Experienced engineers know that the majority of their time won’t be spent writing code. It’s reasonable to set aside time for thinking through problems, planning, and communication. The tech spec is an excellent tool for this.

This post is intended to follow (in both structure and spirit) Gaurav Oberoi’s excellent articles on best software practices:

Ideally, a tech spec is based on a solid product spec. (Or as often happens, the product manager shows a draft product spec to an engineering lead, who then writes a draft tech spec, which leads to a bit of horse-trading on features, SLAs, and assumptions. This is probably the healthiest approach.) That said, many organizations don’t quite have product management figured out, or don’t think that technical projects need a product spec. If a project’s purpose and requirements aren’t clear, you’ll need put on your “product manager” hat and nail these down.

First, an Example

Suppose we work at:

A modest web startup. We currently use the web app’s default framework for sending emails (like welcome emails on sign-up).

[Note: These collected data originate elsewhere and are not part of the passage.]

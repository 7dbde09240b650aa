//! A bounded, continuous value driven by an endless rotary encoder.
//!
//! A [`Potentiometer`] owns a [`RotaryEncoder`] and turns its rotation events
//! into a value in `0.0..=1.0`. Each `RotateRight` adds `step = 1 / steps`,
//! each `RotateLeft` subtracts it, and the result saturates at the bounds.
//!
//! # At-the-limit Silence
//!
//! [`PotentiometerEvent::ValueChanged`] fires only when the stored value
//! actually changes. Turning further past either bound produces no events,
//! so consumers never see repeated `0.0` or `1.0` updates.
//!
//! # Dispatch
//!
//! The value is stored under a lock and published after the lock is
//! released. A subscriber that calls [`Potentiometer::update_value`], or a
//! second thread turning the same knob, can therefore make payloads arrive
//! out of order: the last payload a subscriber saw is not necessarily the
//! current value. Read [`Potentiometer::value`] when the latest value
//! matters.
//!
//! # Example
//!
//! ```rust
//! use rs_knob::{Potentiometer, PotentiometerEvent};
//! use rs_knob::config::PotentiometerConfig;
//! use rs_knob::hal::MockEncoderPins;
//!
//! let pins = MockEncoderPins::new();
//! let config = PotentiometerConfig::new(0.0, 4.0);
//! let pot = Potentiometer::new(pins.clk(), pins.dt(), config).unwrap();
//!
//! pot.subscribe(PotentiometerEvent::ValueChanged, |e| {
//!     println!("value = {:.2}", e.value);
//!     Ok(())
//! });
//!
//! pins.turn_right(2).unwrap();
//! assert_eq!(pot.value(), 0.5);
//!
//! pins.turn_right(10).unwrap(); // saturates at 1.0
//! assert_eq!(pot.value(), 1.0);
//! ```

use core::fmt;
use std::sync::{Arc, Mutex, MutexGuard, PoisonError};

use crate::component::{Component, DispatchPolicy, Event, EventKind, SubscriptionId};
use crate::config::{Config, PotentiometerConfig};
use crate::encoder::{EncoderEvent, RotaryEncoder};
use crate::error::{ConfigError, DispatchError};
use crate::traits::Input;

/// Events published by a [`Potentiometer`].
#[derive(Clone, Copy, Debug, PartialEq, Eq, Hash)]
#[cfg_attr(feature = "serde", derive(serde::Serialize, serde::Deserialize))]
#[cfg_attr(feature = "serde", serde(rename_all = "snake_case"))]
pub enum PotentiometerEvent {
    /// The value changed; the payload is the new value in `0.0..=1.0`.
    ValueChanged,
}

impl EventKind for PotentiometerEvent {
    fn as_str(&self) -> &'static str {
        match self {
            PotentiometerEvent::ValueChanged => "VALUE_CHANGED",
        }
    }
}

struct Accumulator {
    bus: Component<PotentiometerEvent, f32>,
    value: Mutex<f32>,
    step: f32,
}

impl Accumulator {
    fn value(&self) -> MutexGuard<'_, f32> {
        self.value.lock().unwrap_or_else(PoisonError::into_inner)
    }

    /// Computes, clamps and stores the next value in one critical section,
    /// then publishes outside the lock.
    fn update_with<F>(&self, next: F) -> Result<bool, DispatchError>
    where
        F: FnOnce(f32) -> f32,
    {
        let updated = {
            let mut value = self.value();
            let proposed = next(*value);
            if proposed.is_nan() {
                tracing::trace!("NaN proposed; value unchanged");
                return Ok(false);
            }
            let clamped = proposed.clamp(0.0, 1.0);
            if clamped == *value {
                return Ok(false);
            }
            *value = clamped;
            clamped
        };

        tracing::debug!(value = updated, "potentiometer value changed");
        self.bus.publish(PotentiometerEvent::ValueChanged, updated)?;
        Ok(true)
    }

    fn on_rotate(&self, event: EncoderEvent) -> Result<bool, DispatchError> {
        let step = self.step;
        match event {
            EncoderEvent::RotateLeft => self.update_with(|value| value - step),
            EncoderEvent::RotateRight => self.update_with(|value| value + step),
        }
    }
}

/// Virtual potentiometer over a quadrature encoder.
pub struct Potentiometer {
    accumulator: Arc<Accumulator>,
    encoder: RotaryEncoder,
}

impl Potentiometer {
    /// Builds a potentiometer (and its encoder) on `clk` and `dt`.
    ///
    /// `config.initial` is clamped into range; invalid `steps` or a
    /// non-finite `initial` are rejected.
    pub fn new<C, D>(
        clk: Arc<C>,
        dt: Arc<D>,
        config: PotentiometerConfig,
    ) -> Result<Self, ConfigError>
    where
        C: Input + 'static,
        D: Input + 'static,
    {
        Self::with_policy(clk, dt, config, DispatchPolicy::FailFast)
    }

    /// Like [`new`](Self::new) with an explicit dispatch policy for both the
    /// encoder and the potentiometer.
    pub fn with_policy<C, D>(
        clk: Arc<C>,
        dt: Arc<D>,
        config: PotentiometerConfig,
        policy: DispatchPolicy,
    ) -> Result<Self, ConfigError>
    where
        C: Input + 'static,
        D: Input + 'static,
    {
        let step = config.step()?;
        let initial = config.clamped_initial()?;
        if initial != config.initial {
            tracing::warn!(
                requested = config.initial,
                initial,
                "initial potentiometer value out of range; clamped"
            );
        }

        let accumulator = Arc::new(Accumulator {
            bus: Component::with_policy(policy),
            value: Mutex::new(initial),
            step,
        });

        let encoder = RotaryEncoder::with_policy(clk, dt, policy);
        for kind in [EncoderEvent::RotateLeft, EncoderEvent::RotateRight] {
            let accumulator = Arc::clone(&accumulator);
            encoder.subscribe(kind, move |event| {
                accumulator.on_rotate(event.kind)?;
                Ok(())
            });
        }

        Ok(Self {
            accumulator,
            encoder,
        })
    }

    /// Builds a potentiometer from the aggregate [`Config`], using its
    /// potentiometer settings and dispatch policy.
    pub fn from_config<C, D>(clk: Arc<C>, dt: Arc<D>, config: &Config) -> Result<Self, ConfigError>
    where
        C: Input + 'static,
        D: Input + 'static,
    {
        Self::with_policy(clk, dt, config.potentiometer, config.dispatch)
    }

    /// Registers `callback` for value changes.
    pub fn subscribe<F>(&self, kind: PotentiometerEvent, callback: F) -> SubscriptionId
    where
        F: Fn(&Event<PotentiometerEvent, f32>) -> anyhow::Result<()> + Send + Sync + 'static,
    {
        self.accumulator.bus.subscribe(kind, callback)
    }

    /// Removes a value-change subscriber.
    pub fn unsubscribe(&self, id: SubscriptionId) -> bool {
        self.accumulator.bus.unsubscribe(id)
    }

    /// Sets the value directly, with the same clamping and change rules as
    /// rotation.
    ///
    /// Returns `true` if the value changed (and an event was published). A
    /// NaN proposal is ignored.
    pub fn update_value(&self, value: f32) -> Result<bool, DispatchError> {
        self.accumulator.update_with(|_| value)
    }

    /// Current value in `0.0..=1.0`.
    pub fn value(&self) -> f32 {
        *self.accumulator.value()
    }

    /// Current value on a 0–100 scale, rounded to the nearest integer.
    pub fn percent(&self) -> u8 {
        (self.value() * 100.0).round() as u8
    }

    /// Amount added or removed per rotation event.
    pub fn step(&self) -> f32 {
        self.accumulator.step
    }

    /// The owned encoder, for subscribing to raw rotation events.
    pub fn encoder(&self) -> &RotaryEncoder {
        &self.encoder
    }
}

impl fmt::Debug for Potentiometer {
    fn fmt(&self, f: &mut fmt::Formatter<'_>) -> fmt::Result {
        f.debug_struct("Potentiometer")
            .field("value", &self.value())
            .field("step", &self.step())
            .field("encoder", &self.encoder)
            .finish()
    }
}

#[cfg(test)]
mod tests {
    use super::*;
    use crate::hal::MockInput;

    fn pot(initial: f32, steps: f32) -> Potentiometer {
        let clk = MockInput::shared("clk", false);
        let dt = MockInput::shared("dt", false);
        Potentiometer::new(clk, dt, PotentiometerConfig::new(initial, steps)).unwrap()
    }

    fn record(pot: &Potentiometer) -> Arc<Mutex<Vec<f32>>> {
        let seen = Arc::new(Mutex::new(Vec::new()));
        let sink = Arc::clone(&seen);
        pot.subscribe(PotentiometerEvent::ValueChanged, move |e| {
            sink.lock().unwrap().push(e.value);
            Ok(())
        });
        seen
    }

    // =========================================================================
    // Construction Tests
    // =========================================================================

    #[test]
    fn defaults() {
        let pot = pot(0.0, crate::config::DEFAULT_STEPS);
        assert_eq!(pot.value(), 0.0);
        assert_eq!(pot.step(), 1.0 / 32.0);
    }

    #[test]
    fn zero_steps_rejected() {
        let clk = MockInput::shared("clk", false);
        let dt = MockInput::shared("dt", false);
        let result =
            Potentiometer::new(clk.clone(), dt.clone(), PotentiometerConfig::new(0.0, 0.0));
        assert_eq!(result.unwrap_err(), ConfigError::InvalidSteps(0.0));

        // Nothing stays subscribed after a rejected construction.
        assert_eq!(clk.subscriber_count(), 0);
        assert_eq!(dt.subscriber_count(), 0);
    }

    #[test]
    fn initial_clamped_at_construction() {
        assert_eq!(pot(2.0, 4.0).value(), 1.0);
        assert_eq!(pot(-1.0, 4.0).value(), 0.0);
    }

    #[test]
    fn from_config_applies_settings_and_policy() {
        let clk = MockInput::shared("clk", false);
        let dt = MockInput::shared("dt", false);
        let config = Config::default()
            .with_potentiometer(PotentiometerConfig::new(0.5, 8.0))
            .with_dispatch(DispatchPolicy::Isolate);

        let pot = Potentiometer::from_config(clk.clone(), dt, &config).unwrap();
        assert_eq!(pot.value(), 0.5);
        assert_eq!(pot.step(), 0.125);
        assert_eq!(pot.encoder().policy(), DispatchPolicy::Isolate);

        // Isolate reaches the value bus too: a failing listener does not
        // stop the next one.
        let seen = Arc::new(Mutex::new(Vec::new()));
        pot.subscribe(PotentiometerEvent::ValueChanged, |_| anyhow::bail!("offline"));
        let sink = Arc::clone(&seen);
        pot.subscribe(PotentiometerEvent::ValueChanged, move |e| {
            sink.lock().unwrap().push(e.value);
            Ok(())
        });
        clk.set(true).unwrap();
        assert_eq!(*seen.lock().unwrap(), vec![0.625]);
    }

    #[test]
    fn from_config_rejects_invalid_steps() {
        let clk = MockInput::shared("clk", false);
        let dt = MockInput::shared("dt", false);
        let config = Config::default().with_potentiometer(PotentiometerConfig::new(0.0, -1.0));

        let err = Potentiometer::from_config(clk, dt, &config).unwrap_err();
        assert_eq!(err, ConfigError::InvalidSteps(-1.0));
    }

    #[test]
    fn event_name() {
        assert_eq!(PotentiometerEvent::ValueChanged.as_str(), "VALUE_CHANGED");
    }

    // =========================================================================
    // update_value Tests
    // =========================================================================

    #[test]
    fn update_value_publishes_on_change() {
        let pot = pot(0.0, 4.0);
        let seen = record(&pot);

        assert!(pot.update_value(0.6).unwrap());
        assert_eq!(pot.value(), 0.6);
        assert_eq!(*seen.lock().unwrap(), vec![0.6]);
    }

    #[test]
    fn update_value_silent_when_unchanged() {
        let pot = pot(0.5, 4.0);
        let seen = record(&pot);

        assert!(!pot.update_value(0.5).unwrap());
        assert!(seen.lock().unwrap().is_empty());
    }

    #[test]
    fn update_value_saturates() {
        let pot = pot(0.5, 4.0);
        let seen = record(&pot);

        assert!(pot.update_value(7.0).unwrap());
        assert!(!pot.update_value(1.5).unwrap());
        assert!(pot.update_value(f32::NEG_INFINITY).unwrap());
        assert_eq!(*seen.lock().unwrap(), vec![1.0, 0.0]);
    }

    #[test]
    fn update_value_ignores_nan() {
        let pot = pot(0.25, 4.0);
        assert!(!pot.update_value(f32::NAN).unwrap());
        assert_eq!(pot.value(), 0.25);
    }

    // =========================================================================
    // Rotation Tests
    // =========================================================================

    #[test]
    fn rotation_moves_value_by_step() {
        let pot = pot(0.5, 4.0);
        let seen = record(&pot);

        pot.encoder().rotate(true, false).unwrap(); // right
        pot.encoder().rotate(false, false).unwrap(); // left
        pot.encoder().rotate(true, true).unwrap(); // left
        assert_eq!(*seen.lock().unwrap(), vec![0.75, 0.5, 0.25]);
    }

    #[test]
    fn percent_scale() {
        let pot = pot(0.0, 3.0);
        assert_eq!(pot.percent(), 0);
        pot.encoder().rotate(true, false).unwrap();
        assert_eq!(pot.percent(), 33);
        pot.update_value(1.0).unwrap();
        assert_eq!(pot.percent(), 100);
    }

    #[test]
    fn subscriber_failure_propagates_after_store() {
        let pot = pot(0.0, 4.0);
        pot.subscribe(PotentiometerEvent::ValueChanged, |_| {
            anyhow::bail!("display offline")
        });

        let err = pot.update_value(0.5).unwrap_err();
        assert_eq!(err.event, "VALUE_CHANGED");
        assert_eq!(pot.value(), 0.5);
    }

    #[test]
    fn unsubscribe_value_listener() {
        let pot = pot(0.0, 4.0);
        let seen = Arc::new(Mutex::new(0));
        let sink = Arc::clone(&seen);
        let id = pot.subscribe(PotentiometerEvent::ValueChanged, move |_| {
            *sink.lock().unwrap() += 1;
            Ok(())
        });
        assert!(pot.unsubscribe(id));
        pot.update_value(1.0).unwrap();
        assert_eq!(*seen.lock().unwrap(), 0);
    }
}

The product teams would like us to improve our transactional emails. They don’t have the bandwidth to give us a product spec, but instead file a ticket:

Currently, all emails are owned by engineering, and are sent using our own servers. That means marketing and product need to go through engineering to modify emails and see what they look like. We’ve gotten reports of poor deliverability, but can’t easily verify this. We have no way of tracking open and click rates. It takes 2+ weeks to add a new email. We request these improvements: (1) marketing & design can edit templates without involving engineering; (2) track metrics on open rates and deliverability; and (3) it should only take a few days to plug in a new email. In a few months, we’ll probably want to talk about A/B testing.

And you don’t write tech specs:

The engineering team has a productive one-hour meeting:

Sending emails using our own SMTP server has been a huge pain. We should switch to a hosted service that can trigger emails via an API.
The hosted service shouldn’t just do the nuts and bolts of sending a blob of HTML/text to an email address (like Amazon SES), but should also host email templates with variable substitutions and simple if-then-else logic.
The service will provide click rate, open rate, and deliverability metrics.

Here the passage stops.